(Record set Opens)

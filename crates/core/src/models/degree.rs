//! Degree entity and payload DTOs.

use serde::{Deserialize, Serialize};
use validator::Validate;

use crate::types::DbId;

/// Whether a degree is a basic (undergraduate) or advanced (postgraduate)
/// degree. The backend encodes this as the strings `"0"` / `"1"`.
#[derive(Debug, Clone, Copy, PartialEq, Eq, Serialize, Deserialize)]
pub enum GeneralDegree {
    #[serde(rename = "0")]
    Basic,
    #[serde(rename = "1")]
    Advanced,
}

/// An academic degree offered by a department.
#[derive(Debug, Clone, Serialize, Deserialize)]
#[serde(rename_all = "camelCase")]
pub struct Degree {
    pub id: DbId,
    pub name: String,
    #[serde(default)]
    pub description: Option<String>,
    pub department_id: DbId,
    #[serde(default)]
    pub standard_duration_years: Option<i32>,
    pub general_degree: GeneralDegree,
}

/// Payload for creating a degree.
#[derive(Debug, Clone, Serialize, Validate)]
#[serde(rename_all = "camelCase")]
pub struct CreateDegree {
    #[validate(length(min = 2, message = "اسم الدرجة العلمية مطلوب"))]
    pub name: String,
    #[serde(skip_serializing_if = "Option::is_none")]
    pub description: Option<String>,
    #[validate(required(message = "يجب اختيار القسم"))]
    pub department_id: Option<DbId>,
    #[serde(skip_serializing_if = "Option::is_none")]
    #[validate(range(min = 1, max = 10, message = "مدة الدراسة يجب أن تكون بين 1 و 10 سنوات"))]
    pub standard_duration_years: Option<i32>,
    pub general_degree: GeneralDegree,
}

/// Payload for updating a degree.
#[derive(Debug, Clone, Serialize, Validate)]
#[serde(rename_all = "camelCase")]
pub struct UpdateDegree {
    pub id: DbId,
    #[validate(length(min = 2, message = "اسم الدرجة العلمية مطلوب"))]
    pub name: String,
    #[serde(skip_serializing_if = "Option::is_none")]
    pub description: Option<String>,
    #[validate(required(message = "يجب اختيار القسم"))]
    pub department_id: Option<DbId>,
    #[serde(skip_serializing_if = "Option::is_none")]
    #[validate(range(min = 1, max = 10, message = "مدة الدراسة يجب أن تكون بين 1 و 10 سنوات"))]
    pub standard_duration_years: Option<i32>,
    pub general_degree: GeneralDegree,
}

impl crate::table::TableRow for Degree {
    fn search_text(&self) -> Vec<String> {
        vec![self.id.to_string(), self.name.clone()]
    }

    fn sort_key(&self, column: &str) -> Option<crate::table::SortValue> {
        match column {
            "id" => Some(crate::table::SortValue::Int(self.id)),
            "name" => Some(crate::table::SortValue::Text(self.name.clone())),
            "durationYears" => self
                .standard_duration_years
                .map(|y| crate::table::SortValue::Int(y.into())),
            _ => None,
        }
    }
}

#[cfg(test)]
mod tests {
    use super::*;
    use validator::Validate;

    fn payload() -> CreateDegree {
        CreateDegree {
            name: "Master of Science".to_string(),
            description: None,
            department_id: Some(3),
            standard_duration_years: Some(2),
            general_degree: GeneralDegree::Basic,
        }
    }

    #[test]
    fn valid_payload_passes() {
        assert!(payload().validate().is_ok());
    }

    #[test]
    fn missing_department_fails() {
        let mut p = payload();
        p.department_id = None;
        assert!(p.validate().is_err());
    }

    #[test]
    fn duration_out_of_range_fails() {
        let mut p = payload();
        p.standard_duration_years = Some(0);
        assert!(p.validate().is_err());
        p.standard_duration_years = Some(11);
        assert!(p.validate().is_err());
        p.standard_duration_years = None;
        assert!(p.validate().is_ok());
    }

    #[test]
    fn general_degree_serializes_as_flag_string() {
        let json = serde_json::to_value(payload()).unwrap();
        assert_eq!(json["generalDegree"], "0");
    }
}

(Record set Closes)

# Task goal:
All lines above that contain "column" are required in the answer.

# Reply to the task:
    fn sort_key(&self, column: &str) -> Option<crate::table::SortValue> {
        match column {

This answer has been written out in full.